U.S. Rep. Raúl Grijalva demanded the State of Arizona release emergency rental assistance funds to Arizona renters in a press briefing Friday morning.
This comes as the federal government released the second round of emergency rental assistance from the American Rescue Plan. Pima County and the City of Tucson received a little over $15 million for the second round. The city and county had allocated the first round of funding to their collaboration with Community Investment Corporation and local nonprofits, Tucson Pima Eviction Prevention Program, which provides rental and utility assistance for tenants facing eviction due to COVID-19-related reasons.
Grijalva argued that the county has established a more efficient program than the state to allocate the funds needed to those facing eviction.
"The direct allocation to the city, to the county as part of legislation as part of the package was important to make sure that we got an immediate intervention. The long term went to the states," said Grijalva. "But what concerns me is if we have this model and we use it well and that initial intervention has proven productive and good, then the governor or the state administration that is not utilizing the money, should do the same thing as the federal government: make a direct allocation and let that work continue."

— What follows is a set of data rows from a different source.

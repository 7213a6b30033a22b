//! The worker ties bootstrap, routing and fallback together.
//!
//! `Worker::bootstrap` opens the store, runs install and activate, and
//! builds the route table. When the store cannot be opened the worker
//! comes up degraded instead of refusing to start: every request is
//! forwarded to the origin until the next restart.

use std::sync::Arc;

use cachefront_client::Fetcher;
use cachefront_core::config::AppConfig;
use cachefront_core::response::{ResponseSource, WorkerResponse};
use cachefront_core::storage::CacheStore;
use cachefront_core::{CacheName, Error, PrecacheManifest, WorkerRequest};
use url::Url;

use crate::lifecycle;
use crate::routes::{Route, RouteTable, standard_routes};
use crate::strategy::StrategyRunner;

/// Front door for every request the gateway accepts.
pub struct Worker {
    origin: Url,
    state: WorkerState,
}

enum WorkerState {
    Ready(FetchHandler),
    Degraded(Arc<dyn Fetcher>),
}

impl Worker {
    /// Open the store, run the install and activate phases and build the
    /// route table. Storage failures degrade the worker to a plain proxy;
    /// any other failure aborts startup.
    pub async fn bootstrap(config: &AppConfig, fetcher: Arc<dyn Fetcher>) -> Result<Self, Error> {
        let origin = config.origin_url().map_err(|err| Error::InvalidUrl(err.to_string()))?;

        match Self::try_ready(config, Arc::clone(&fetcher)).await {
            Ok(handler) => {
                tracing::info!(origin = %origin, generation = %config.generation, "worker ready");
                Ok(Self { origin, state: WorkerState::Ready(handler) })
            }
            Err(err) if err.is_storage() => {
                tracing::error!(error = %err, "cache store unavailable, serving passthrough only");
                Ok(Self { origin, state: WorkerState::Degraded(fetcher) })
            }
            Err(err) => Err(err),
        }
    }

    async fn try_ready(config: &AppConfig, fetcher: Arc<dyn Fetcher>) -> Result<FetchHandler, Error> {
        let store = CacheStore::open(&config.db_path).await?;
        FetchHandler::build(config, store, fetcher).await
    }

    pub fn origin(&self) -> &Url {
        &self.origin
    }

    pub fn is_degraded(&self) -> bool {
        matches!(self.state, WorkerState::Degraded(_))
    }

    /// Route a request. A ready worker whose store fails mid-request
    /// retries the request once as a passthrough rather than surfacing
    /// the storage error to the client.
    pub async fn handle(&self, request: &WorkerRequest) -> Result<WorkerResponse, Error> {
        match &self.state {
            WorkerState::Ready(handler) => match handler.handle(request).await {
                Err(err) if err.is_storage() => {
                    tracing::warn!(url = %request.url, error = %err, "cache store failed, retrying as passthrough");
                    handler.passthrough(request).await
                }
                result => result,
            },
            WorkerState::Degraded(fetcher) => {
                let fetched = fetcher.fetch(request).await?;
                Ok(fetched.into_response(ResponseSource::Network))
            }
        }
    }

    #[cfg(test)]
    pub(crate) fn ready(origin: Url, handler: FetchHandler) -> Self {
        Self { origin, state: WorkerState::Ready(handler) }
    }

    #[cfg(test)]
    pub(crate) fn degraded(origin: Url, fetcher: Arc<dyn Fetcher>) -> Self {
        Self { origin, state: WorkerState::Degraded(fetcher) }
    }
}

/// Request handling for a worker with a working cache store.
pub struct FetchHandler {
    routes: RouteTable,
    runner: StrategyRunner,
    precache: CacheName,
    offline_url: Url,
}

impl FetchHandler {
    /// Install the precache, drop stale generations and assemble the
    /// route table. The offline document must be listed in the manifest,
    /// or there would be nothing to install behind the navigation
    /// fallback.
    pub async fn build(config: &AppConfig, store: CacheStore, fetcher: Arc<dyn Fetcher>) -> Result<Self, Error> {
        let origin = config.origin_url().map_err(|err| Error::InvalidUrl(err.to_string()))?;
        let generation = config.current_generation();
        let manifest = PrecacheManifest::from_paths(&origin, config.precache_paths.iter().map(String::as_str))?;
        let offline_url = manifest
            .url_for(&config.offline_path)
            .cloned()
            .ok_or_else(|| Error::InvalidUrl(format!("offline path {} is not in the precache manifest", config.offline_path)))?;

        lifecycle::install(&store, fetcher.as_ref(), &manifest, &generation).await?;
        let activation = lifecycle::activate(&store, &generation).await?;
        if !activation.deleted.is_empty() {
            tracing::info!(caches = activation.deleted.len(), generation = %generation, "stale generations cleared");
        }

        Ok(Self {
            routes: standard_routes(config),
            runner: StrategyRunner::new(store, fetcher),
            precache: CacheName::precache(&generation),
            offline_url,
        })
    }

    async fn handle(&self, request: &WorkerRequest) -> Result<WorkerResponse, Error> {
        match self.routes.first_match(request) {
            None => self.runner.passthrough(request).await,
            Some(route) if route.offline_fallback => Ok(self.navigate(route, request).await),
            Some(route) => self.runner.run(route, request).await,
        }
    }

    async fn passthrough(&self, request: &WorkerRequest) -> Result<WorkerResponse, Error> {
        self.runner.passthrough(request).await
    }

    /// Navigation never fails: after the route's policy comes the
    /// precached offline document, and after that a synthesized 503.
    async fn navigate(&self, route: &Route, request: &WorkerRequest) -> WorkerResponse {
        match self.runner.run(route, request).await {
            Ok(response) => response,
            Err(err) => {
                tracing::warn!(url = %request.url, error = %err, "navigation failed, serving offline document");
                match self.runner.store().get(&self.precache, self.offline_url.as_str()).await {
                    Ok(Some(entry)) => entry.into_response(ResponseSource::Precache),
                    Ok(None) => {
                        tracing::error!(url = %self.offline_url, "offline document missing from precache");
                        WorkerResponse::offline_placeholder()
                    }
                    Err(store_err) => {
                        tracing::error!(error = %store_err, "offline document unreadable");
                        WorkerResponse::offline_placeholder()
                    }
                }
            }
        }
    }
}

#[cfg(test)]
mod tests {
    use super::*;
    use crate::testing::FakeFetcher;
    use cachefront_core::response::OFFLINE_PLACEHOLDER_BODY;

    fn test_config(precache_paths: &[&str]) -> AppConfig {
        let mut config = AppConfig::default();
        config.origin = "http://localhost:8080".to_string();
        config.generation = "1".to_string();
        config.precache_paths = precache_paths.iter().map(|p| p.to_string()).collect();
        config.offline_path = "/offline.html".to_string();
        // validation guarantees the offline path is listed; whether it gets
        // precached depends on what the fetcher is scripted with
        if !config.precache_paths.iter().any(|path| path == "/offline.html") {
            config.precache_paths.push("/offline.html".to_string());
        }
        config
    }

    async fn ready_worker(config: &AppConfig, fetcher: Arc<FakeFetcher>) -> (Worker, CacheStore) {
        let store = CacheStore::open_in_memory().await.unwrap();
        let handler = FetchHandler::build(config, store.clone(), fetcher as Arc<dyn Fetcher>).await.unwrap();
        let origin = config.origin_url().unwrap();
        (Worker::ready(origin, handler), store)
    }

    fn navigation(url: &str) -> WorkerRequest {
        WorkerRequest::navigation(Url::parse(url).unwrap())
    }

    #[tokio::test]
    async fn test_navigation_miss_serves_offline_document() {
        let fetcher = Arc::new(FakeFetcher::new());
        fetcher.respond("http://localhost:8080/offline.html", 200, "text/html", "<html>offline</html>");
        let (worker, _store) = ready_worker(&test_config(&["/offline.html"]), Arc::clone(&fetcher)).await;

        fetcher.set_offline(true);
        let response = worker.handle(&navigation("http://localhost:8080/articles/first")).await.unwrap();

        assert_eq!(response.status, 200);
        assert_eq!(response.source, ResponseSource::Precache);
        assert_eq!(response.body.as_ref(), b"<html>offline</html>");
    }

    #[tokio::test]
    async fn test_navigation_total_failure_synthesizes_503() {
        let fetcher = Arc::new(FakeFetcher::new());
        let (worker, _store) = ready_worker(&test_config(&[]), Arc::clone(&fetcher)).await;

        fetcher.set_offline(true);
        let response = worker.handle(&navigation("http://localhost:8080/articles/first")).await.unwrap();

        assert_eq!(response.status, 503);
        assert_eq!(response.source, ResponseSource::Synthesized);
        assert_eq!(response.body.as_ref(), OFFLINE_PLACEHOLDER_BODY.as_bytes());
        assert_eq!(response.content_type.as_deref(), Some("text/plain; charset=utf-8"));
    }

    #[tokio::test]
    async fn test_navigation_prefers_page_cache_over_offline_document() {
        let fetcher = Arc::new(FakeFetcher::new());
        fetcher.respond("http://localhost:8080/offline.html", 200, "text/html", "<html>offline</html>");
        fetcher.respond("http://localhost:8080/articles/first", 200, "text/html", "<html>the page</html>");
        let (worker, _store) = ready_worker(&test_config(&["/offline.html"]), Arc::clone(&fetcher)).await;

        let online = worker.handle(&navigation("http://localhost:8080/articles/first")).await.unwrap();
        assert_eq!(online.source, ResponseSource::Network);

        fetcher.set_offline(true);
        let offline = worker.handle(&navigation("http://localhost:8080/articles/first")).await.unwrap();

        assert_eq!(offline.source, ResponseSource::Cache);
        assert_eq!(offline.body.as_ref(), b"<html>the page</html>");
    }

    #[tokio::test]
    async fn test_unmatched_request_is_passthrough() {
        let fetcher = Arc::new(FakeFetcher::new());
        fetcher.respond("http://localhost:8080/api/search", 200, "application/json", "{}");
        let (worker, store) = ready_worker(&test_config(&[]), Arc::clone(&fetcher)).await;

        let response = worker.handle(&WorkerRequest::get(Url::parse("http://localhost:8080/api/search").unwrap())).await.unwrap();

        assert_eq!(response.source, ResponseSource::Network);
        assert!(store.list_cache_names().await.unwrap().is_empty());
    }

    #[tokio::test]
    async fn test_degraded_worker_forwards_everything() {
        let fetcher = Arc::new(FakeFetcher::new());
        fetcher.respond("http://localhost:8080/styles/common.css", 200, "text/css", "body {}");
        let origin = Url::parse("http://localhost:8080").unwrap();
        let worker = Worker::degraded(origin, Arc::clone(&fetcher) as Arc<dyn Fetcher>);

        assert!(worker.is_degraded());

        let request = WorkerRequest::get(Url::parse("http://localhost:8080/styles/common.css").unwrap());
        let first = worker.handle(&request).await.unwrap();
        let second = worker.handle(&request).await.unwrap();

        assert_eq!(first.source, ResponseSource::Network);
        assert_eq!(second.source, ResponseSource::Network);
        assert_eq!(fetcher.call_count("http://localhost:8080/styles/common.css"), 2);
    }

    #[tokio::test]
    async fn test_bootstrap_reports_bad_origin() {
        let mut config = test_config(&[]);
        config.origin = "not a url".to_string();
        let fetcher = Arc::new(FakeFetcher::new()) as Arc<dyn Fetcher>;

        let result = Worker::bootstrap(&config, fetcher).await;
        assert!(matches!(result, Err(Error::InvalidUrl(_))));
    }

    #[tokio::test]
    async fn test_build_requires_offline_document_in_manifest() {
        let mut config = test_config(&[]);
        config.precache_paths = vec!["/index.html".to_string()];
        let store = CacheStore::open_in_memory().await.unwrap();
        let fetcher = Arc::new(FakeFetcher::new()) as Arc<dyn Fetcher>;

        let result = FetchHandler::build(&config, store, fetcher).await;
        assert!(matches!(result, Err(Error::InvalidUrl(_))));
    }
}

Since March, the City of Tucson and Pima County's Eviction Prevention Program has paid close to 70% of the first round of emergency rental assistance funds, while the Arizona Department of Economic Security has paid little over $12 million of the over $289 million allocated to the state in the first round.
Before the program began processing cases, they had around 4,000 cases in the waitlist. While the cases continue to grow, Director of Community Investment Corporation Danny Knee said they have been able to keep the number of cases in the waitlist to about 2,700 cases for the last six weeks. He said they continue to receive around 100 inquiries a day–not all inquiries will turn into applications—and case managers will work on roughly 1,000 cases on any given day.

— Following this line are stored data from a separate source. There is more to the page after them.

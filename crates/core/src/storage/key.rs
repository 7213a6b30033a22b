//! Cache key generation.
//!
//! Entries are keyed by the SHA-256 of the request URL, so lookups are
//! exact-URL matches and the key column stays fixed-width.

use sha2::{Digest, Sha256};

/// Compute the cache key for a request URL.
pub fn cache_key(url: &str) -> String {
    let mut hasher = Sha256::new();
    hasher.update(url.as_bytes());
    hex::encode(hasher.finalize())
}
//! Environment-driven configuration for the CLI.

use std::env;
use std::path::PathBuf;

use crate::error::CliError;

const ENV_TOKEN: &str = "NOTEDOWN_TOKEN";
const ENV_ENDPOINT: &str = "NOTEDOWN_ENDPOINT";
const ENV_DATA_DIR: &str = "NOTEDOWN_DATA_DIR";

/// Resolved settings for one export run.
#[derive(Debug, Clone, PartialEq, Eq)]
pub struct ExportConfig {
    /// Access token for the note service
    pub token: String,
    /// Note service API endpoint
    pub endpoint: String,
    /// Root directory for the note cache and sync-state marker
    pub data_dir: PathBuf,
}

impl ExportConfig {
    /// Load configuration from environment variables.
    pub fn from_env() -> Result<Self, CliError> {
        parse_config(|key| env::var(key).ok())
    }

    /// Directory holding cached note records.
    #[must_use]
    pub fn cache_dir(&self) -> PathBuf {
        self.data_dir.join("cache")
    }

    /// Path of the sync-state marker file.
    #[must_use]
    pub fn sync_state_path(&self) -> PathBuf {
        self.data_dir.join("sync-state")
    }
}

fn parse_config(get: impl Fn(&str) -> Option<String>) -> Result<ExportConfig, CliError> {
    let token = require(&get, ENV_TOKEN)?;
    let endpoint = require(&get, ENV_ENDPOINT)?;
    let data_dir = get(ENV_DATA_DIR)
        .filter(|value| !value.trim().is_empty())
        .map_or_else(default_data_dir, PathBuf::from);

    Ok(ExportConfig {
        token,
        endpoint,
        data_dir,
    })
}

fn require(get: &impl Fn(&str) -> Option<String>, key: &str) -> Result<String, CliError> {
    get(key)
        .map(|value| value.trim().to_string())
        .filter(|value| !value.is_empty())
        .ok_or_else(|| CliError::Config(format!("{key} is not set")))
}

fn default_data_dir() -> PathBuf {
    dirs::data_dir()
        .unwrap_or_else(|| PathBuf::from("."))
        .join("notedown")
}

#[cfg(test)]
mod tests {
    use super::*;

    fn env<'a>(pairs: &'a [(&'a str, &'a str)]) -> impl Fn(&str) -> Option<String> + 'a {
        move |key| {
            pairs
                .iter()
                .find(|(candidate, _)| *candidate == key)
                .map(|(_, value)| (*value).to_string())
        }
    }

    #[test]
    fn parse_config_requires_token_and_endpoint() {
        let error = parse_config(env(&[])).unwrap_err();
        assert!(error.to_string().contains(ENV_TOKEN));

        let error = parse_config(env(&[(ENV_TOKEN, "secret")])).unwrap_err();
        assert!(error.to_string().contains(ENV_ENDPOINT));

        let error = parse_config(env(&[(ENV_TOKEN, "  "), (ENV_ENDPOINT, "x")])).unwrap_err();
        assert!(error.to_string().contains(ENV_TOKEN));
    }

    #[test]
    fn parse_config_uses_explicit_data_dir() {
        let config = parse_config(env(&[
            (ENV_TOKEN, "secret"),
            (ENV_ENDPOINT, "https://notes.example.com"),
            (ENV_DATA_DIR, "/tmp/notedown-test"),
        ]))
        .unwrap();

        assert_eq!(config.data_dir, PathBuf::from("/tmp/notedown-test"));
        assert_eq!(config.cache_dir(), PathBuf::from("/tmp/notedown-test/cache"));
        assert_eq!(
            config.sync_state_path(),
            PathBuf::from("/tmp/notedown-test/sync-state")
        );
    }

    #[test]
    fn parse_config_falls_back_to_default_data_dir() {
        let config = parse_config(env(&[
            (ENV_TOKEN, "secret"),
            (ENV_ENDPOINT, "https://notes.example.com"),
        ]))
        .unwrap();

        assert!(config.data_dir.ends_with("notedown"));
    }
}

"We're extremely proud of the fact that we were one of the highest performing programs in the country and at the same time, the need is still extreme," said Knee. "Again, understanding that this is more than just transactional for people. This is people's lives. People are stressed. In many cases 15% of our cases are landlords who have not been paid in 10 months or more. That means those are also the tenants who have had that stress of not paying the rent for 10 months or more. So this is a two-sided problem."
The program had implemented new measures in order to expedite the process and allocate funds, with the looming deadline for the eviction moratorium, set to end on July 31.

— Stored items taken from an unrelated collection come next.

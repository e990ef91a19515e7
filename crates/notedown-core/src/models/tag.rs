//! Tag model

use serde::{Deserialize, Serialize};
use std::fmt;
use std::str::FromStr;
use uuid::Uuid;

/// A unique identifier for a tag, assigned by the note service
#[derive(Debug, Clone, Copy, PartialEq, Eq, Hash, Serialize, Deserialize)]
pub struct TagId(Uuid);

impl TagId {
    /// Create a new random tag ID
    #[must_use]
    pub fn new() -> Self {
        Self(Uuid::new_v4())
    }

    /// Get the string representation of this ID
    #[must_use]
    pub fn as_str(&self) -> String {
        self.0.to_string()
    }
}

impl Default for TagId {
    fn default() -> Self {
        Self::new()
    }
}

impl fmt::Display for TagId {
    fn fmt(&self, f: &mut fmt::Formatter<'_>) -> fmt::Result {
        write!(f, "{}", self.0)
    }
}

impl FromStr for TagId {
    type Err = uuid::Error;

    fn from_str(s: &str) -> Result<Self, Self::Err> {
        Ok(Self(Uuid::parse_str(s)?))
    }
}

/// A named label attachable to multiple notes.
///
/// Same session lifecycle as [`super::Notebook`]: fetched once, never
/// updated incrementally.
#[derive(Debug, Clone, PartialEq, Eq, Serialize, Deserialize)]
pub struct Tag {
    /// Unique identifier
    pub id: TagId,
    /// Tag name
    pub name: String,
}

#[cfg(test)]
mod tests {
    use super::*;

    #[test]
    fn test_tag_id_unique() {
        let id1 = TagId::new();
        let id2 = TagId::new();
        assert_ne!(id1, id2);
    }
}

According to Knee, they have begun to work more closely with the courts to flag urgent cases with people facing imminent eviction. He said they have some designated people working on cases where someone faces eviction the same day or within the next few days.
On Aug. 3, The Centers for Disease Control and Prevention announced a targeted extension of the federal eviction moratorium through Oct. 3. The new moratorium applies to areas of the country experiencing high or substantial transmission of COVID-19, which includes Pima County.
Under the Emergency Rental Assistance Program, the county and city have until Sept. 30, 2022, to expend the first round of funds and until Sept. 30, 2025 to expend the second round of funds. However, officials felt the pressure to expend funds before an expected wave of evictions following the end of the eviction moratorium on July 31.
Before the expected end of the moratorium, Knee said they saw an uptick in inquiries, receiving about 900 inquiries in a week.
Knee said he is thankful for the extension, but is aware of the burden on landlords. As of Friday, Knee said on average applicants would wait about 60 days to get through the entire process and receive the payment.
"I know some landlords may not feel that way. We know that, again, they're having to carry more of a financial burden, of those who are continuing to wait during this period, but we do have the money to get to them," said Knee. "In some ways it may be forced patience, but we do deeply appreciate their patience, and hopefully we can help more people."
However, the extension faces legal challenges from a group of property owners, which may cut it short.
Despite the challenges, Grijalva believes there is good reason to extend the moratorium as the country grapples with an ongoing pandemic and a wave of cases brought on by the Delta variant. He said if COVID is still spreading "and we hit the housing cliff and people are evicted, then I think the crisis is gonna multiply. There is a correlation between the pandemic and housing. There is a correlation between the pandemic and food insecurity."
Grijalva also notes that children currently registering for schools require an address, but some of those addresses are on the waiting list.
"If nothing is done, then that's lost, then you've lost all that," said Grijalva. "Then you're dealing with a real loss."